In ‘01, Flutie passed for an NFL career-high of 3,464 yards along with 15 touchdowns and 18 picks.
The following season, Flutie and Brees swapped roles, and Flutie essentially served as a coach on the sidelines for the second-year pro.
Flutie would then replace Brees eight games into the 2003 season as San Diego began the year 1-7.
One week later, Flutie rushed for two scores against the Minnesota Vikings, making him the oldest player (41 at the time) to score two rushing touchdowns in the same game.
San Diego ended the year 4-12 as Flutie passed for over 1,000 yards, passed for nine touchdowns, and rushed for 168 yards and two more scores.
Brees got back on track in 2004 and led the Chargers to a 12-4 record and a playoff loss to the Jets.
— Eric Stangel (@EricStangel) October 9, 2018
During the last game of the regular season, Flutie got some playing time and broke Jerry Rice’s record, becoming the oldest player ever to score a touchdown at 42 years and 71 days.
In March of 2005, San Diego released Flutie.
One Final Year in New England then Retirement
Not long after leaving San Diego, Flutie signed a contract with New England that brought him home and brought his career full circle.
In 2005 he served as a backup to Tom Brady and saw action in five games.
A day after Christmas the Pats were playing the Jets and both teams sent in their backup quarterbacks.
New York trotted out Vinny Testaverde, and with Flutie also playing, it marked the first occasion in NFL history that two quarterbacks over the age of 40 played against each other (Testaverde was 42, Flutie was 43).
Then, in the final game of the regular season, Flutie went into the contest to drop-kick an extra point.
The conversion was successful and marked the first time since 1941 that a drop-kick was used in an NFL game.
In 2006, New England Patriots QB Doug Flutie converted a drop kick for an extra point after a 4th quarter TD against the Miami Dolphins
— Let’s Talk NFL 🏈 (@TalkFootball34) August 19, 2021
After the season, Flutie hinted that he would like to return in 2006 but ultimately decided against it.
During his NFL career, Flutie passed for 14,715 yards, 86 touchdowns, and 68 interceptions.
He also rushed for 1,634 yards and 10 touchdowns, including the NFL record for most rushing yards after age 40 with 212.
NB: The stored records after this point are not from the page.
//! Build → critique → optimize prompt chain.
//!
//! The chain turns a canvas into three texts, one per step:
//! 1. Build - an initial canvas analysis from the canvas description
//! 2. Critique - a critical review of that analysis
//! 3. Optimize - an improved canvas addressing the critique
//!
//! Steps run strictly in sequence because each prompt embeds the previous
//! outputs. Results are kept in a [`SessionContext`] owned by the caller.
//!
//! ```ignore
//! use canvas_forge::chain::{ChainRunner, ChainSettings, SessionContext};
//! use std::sync::Arc;
//!
//! let runner = ChainRunner::new(Arc::new(client), ChainSettings::default());
//! let mut session = SessionContext::new();
//! runner.run(&mut session, &canvas).await?;
//! ```

mod error;
pub mod prompts;
pub mod render;
mod runner;
mod types;

pub use error::{ChainError, ChainResult};
pub use render::{format_output, StreamPrinter};
pub use runner::{ChainRunner, ChainSettings};
pub use types::{ChainEvent, ChainState, ChainStep, ChainStepResult, SessionContext};
//! Plain-text combined report: canvas JSON followed by the chain analysis.

use crate::chain::{ChainStep, SessionContext};

/// Header preceding the canvas JSON.
pub const JSON_SECTION_HEADER: &str = "=== BUSINESS MODEL CANVAS JSON ===";

/// Header preceding the chain results.
pub const ANALYSIS_SECTION_HEADER: &str = "=== BUSINESS MODEL CANVAS ANALYSIS ===";

/// Renders the three step results under their titles.
///
/// Steps that have not produced a result are written with a placeholder.
pub fn analysis_text(session: &SessionContext) -> String {
    let sections: Vec<String> = ChainStep::ALL
        .iter()
        .map(|step| {
            let body = session
                .text(*step)
                .unwrap_or_else(|| step.missing_placeholder());
            format!("{}:\n{}", step.report_title(), body)
        })
        .collect();
    format!("{}\n", sections.join("\n\n"))
}

/// Assembles the full report from the canvas JSON and the analysis text.
pub fn combined_report(canvas_json: &str, analysis: &str) -> String {
    format!(
        "{}\n\n{}\n\n{}\n\n{}",
        JSON_SECTION_HEADER, canvas_json, ANALYSIS_SECTION_HEADER, analysis
    )
}
//! Sequential runner for the build → critique → optimize chain.
//!
//! Each step streams its answer from the LLM into an accumulating buffer and
//! publishes the growing buffer as a [`ChainEvent::Fragment`]. The buffer at
//! the end of the stream becomes the step's result and is embedded in the
//! next step's prompt.

use std::sync::Arc;
use std::time::Instant;

use futures::StreamExt;
use tokio::sync::mpsc;
use tracing::{error, info, warn};

use super::error::{ChainError, ChainResult};
use super::prompts;
use super::types::{ChainEvent, ChainState, ChainStep, ChainStepResult, SessionContext};
use crate::canvas::{CanvasDescription, CanvasInput};
use crate::error::LlmError;
use crate::llm::{GenerationRequest, LlmProvider, Message, DEFAULT_MODEL};

/// Model and sampling parameters used for every chain step.
#[derive(Debug, Clone)]
pub struct ChainSettings {
    /// Model identifier.
    pub model: String,
    /// Sampling temperature.
    pub temperature: f64,
    /// Maximum tokens per step.
    pub max_tokens: u32,
    /// Nucleus sampling parameter.
    pub top_p: f64,
}

impl Default for ChainSettings {
    fn default() -> Self {
        Self {
            model: DEFAULT_MODEL.to_string(),
            temperature: 1.0,
            max_tokens: 1024,
            top_p: 1.0,
        }
    }
}

impl ChainSettings {
    pub fn new(model: impl Into<String>) -> Self {
        Self {
            model: model.into(),
            ..Self::default()
        }
    }

    pub fn with_temperature(mut self, temperature: f64) -> Self {
        self.temperature = temperature;
        self
    }

    pub fn with_max_tokens(mut self, max_tokens: u32) -> Self {
        self.max_tokens = max_tokens;
        self
    }

    pub fn with_top_p(mut self, top_p: f64) -> Self {
        self.top_p = top_p;
        self
    }
}

/// Runs the three chain steps against an LLM provider.
pub struct ChainRunner {
    llm: Arc<dyn LlmProvider>,
    settings: ChainSettings,
}

impl ChainRunner {
    pub fn new(llm: Arc<dyn LlmProvider>, settings: ChainSettings) -> Self {
        Self { llm, settings }
    }

    pub fn settings(&self) -> &ChainSettings {
        &self.settings
    }

    /// Runs the chain for `canvas`, storing results in `session`.
    pub async fn run(&self, session: &mut SessionContext, canvas: &CanvasInput) -> ChainResult<()> {
        self.execute(session, canvas, None).await
    }

    /// Runs the chain and publishes progress on `events`.
    ///
    /// The channel is unbounded so a slow consumer never stalls the stream.
    /// Send failures (receiver dropped) are ignored.
    pub async fn run_with_events(
        &self,
        session: &mut SessionContext,
        canvas: &CanvasInput,
        events: mpsc::UnboundedSender<ChainEvent>,
    ) -> ChainResult<()> {
        self.execute(session, canvas, Some(&events)).await
    }

    async fn execute(
        &self,
        session: &mut SessionContext,
        canvas: &CanvasInput,
        events: Option<&mpsc::UnboundedSender<ChainEvent>>,
    ) -> ChainResult<()> {
        session.begin_run(canvas.clone());

        if !self.llm.has_api_key() {
            let reason = "no API key configured for the generation service".to_string();
            warn!("Attempted to start evaluation without valid API key");
            session.set_state(ChainState::Aborted);
            emit(
                events,
                ChainEvent::ChainAborted {
                    reason: reason.clone(),
                },
            );
            return Err(ChainError::Configuration(reason));
        }

        let start = Instant::now();
        let description = canvas.describe();
        info!(
            model = %self.settings.model,
            filled_fields = canvas.filled_count(),
            "Starting business model evaluation"
        );

        for step in ChainStep::ALL {
            session.set_state(step.running_state());
            emit(events, ChainEvent::StepStarted { step });

            let request = self.step_request(step, &description, session);
            match self.stream_step(step, request, events).await {
                Ok(text) => {
                    if text.is_empty() {
                        warn!(step = %step, "Step produced an empty response");
                    }
                    let result = ChainStepResult::new(step, text);
                    info!(step = %step, chars = result.text.len(), "Step completed");
                    session.record(result.clone());
                    emit(events, ChainEvent::StepCompleted { result });
                }
                Err(source) => {
                    error!(step = %step, error = %source, "Error in GROQ completion");
                    session.set_state(ChainState::Failed);
                    emit(
                        events,
                        ChainEvent::StepFailed {
                            step,
                            error: source.to_string(),
                        },
                    );
                    return Err(ChainError::Generation { step, source });
                }
            }
        }

        session.set_state(ChainState::Done);
        emit(events, ChainEvent::ChainCompleted);
        info!(
            duration_ms = start.elapsed().as_millis() as u64,
            "Successfully completed business model evaluation"
        );
        Ok(())
    }

    /// Builds the request for `step` from the description and prior results.
    fn step_request(
        &self,
        step: ChainStep,
        description: &CanvasDescription,
        session: &SessionContext,
    ) -> GenerationRequest {
        let analysis = session.text(ChainStep::Build).unwrap_or_default();
        let prompt = match step {
            ChainStep::Build => prompts::build_prompt(description.as_str()),
            ChainStep::Critique => prompts::critique_prompt(analysis),
            ChainStep::Optimize => prompts::optimize_prompt(
                analysis,
                session.text(ChainStep::Critique).unwrap_or_default(),
            ),
        };

        GenerationRequest::new(
            self.settings.model.clone(),
            vec![
                Message::system(prompts::system_prompt(step)),
                Message::user(prompt),
            ],
        )
        .with_temperature(self.settings.temperature)
        .with_max_tokens(self.settings.max_tokens)
        .with_top_p(self.settings.top_p)
    }

    /// Folds the step's fragment stream into one buffer.
    async fn stream_step(
        &self,
        step: ChainStep,
        request: GenerationRequest,
        events: Option<&mpsc::UnboundedSender<ChainEvent>>,
    ) -> Result<String, LlmError> {
        let mut fragments = self.llm.generate_stream(request).await?;
        let mut buffer = String::new();

        while let Some(fragment) = fragments.next().await {
            let fragment = fragment?;
            buffer.push_str(&fragment);
            if events.is_some() {
                emit(
                    events,
                    ChainEvent::Fragment {
                        step,
                        fragment,
                        buffer: buffer.clone(),
                    },
                );
            }
        }

        Ok(buffer)
    }
}

fn emit(events: Option<&mpsc::UnboundedSender<ChainEvent>>, event: ChainEvent) {
    if let Some(tx) = events {
        let _ = tx.send(event);
    }
}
Flutie’s total career stats, which include his time in the CFL and one year in the USFL, is 58,179 passing yards, 369 touchdowns, 237 interceptions, and 6,759 rushing yards, and 82 rushing touchdowns.
Life After Football
Immediately after retiring, Flutie found his way to television where he was a college football and United Football League analyst with ESPN, ABC, NBC, and Versus from 2006 to the present.
He currently has his own podcast called the Flutie Flakescast and has made appearances in Dancing with the Stars and WWE events.
Flutie has also spent time playing drums while his brother, Darren (a fellow NFL and CFL alum), plays guitar in the Flutie Brothers Band.
In 2007, Flutie was inducted into the Boston College Varsity Club, Canada’s Sports, and College Football Halls of Fame.
The following year he was inducted into the Canadian Football Hall of Fame and in 2009 he was inducted into the Ontario Sports Hall of Fame.
When he isn’t on television or the radio, Flutie spends time with his wife, Laurie, and continues to care for Doug Jr.
Happy Father’s Day! Thank you to all the autism dads who work tirelessly to build a world where children & adults w/ autism are accepted, included and respected. Extra shoutout to @DougFlutie, the dad who started the Flutie Foundation 24 years ago in his son, Dougie Jr.’s name. pic.twitter.com/zCknLxUm3a
— Flutie Foundation (@flutiefdn) June 19, 2022
The Fluties established The Doug Flutie Jr. Foundation for Autism, Inc. in honor of him.
Their daughter, Alexa, was formerly a cheerleader with the Patriots and the Chargers.